> INPUT FOR THIS TASK
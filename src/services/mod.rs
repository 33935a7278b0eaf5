//! Service layer for caja-cli
//!
//! Business logic on top of the document store: validation, document
//! encoding/decoding, and window queries.

pub mod movement;

pub use movement::{MovementInput, MovementService, MOVEMENTS_COLLECTION};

> THE PROBLEM
Exactly as written, give the records again.

> WORKED SOLUTION
filename src/services/mod.rs
repository 33935a7278b0eaf5
//! Service layer for caja-cli
//!
//! Business logic on top of the document store: validation, document
//! encoding/decoding, and window queries.

pub mod movement;

pub use movement::{MovementInput, MovementService, MOVEMENTS_COLLECTION};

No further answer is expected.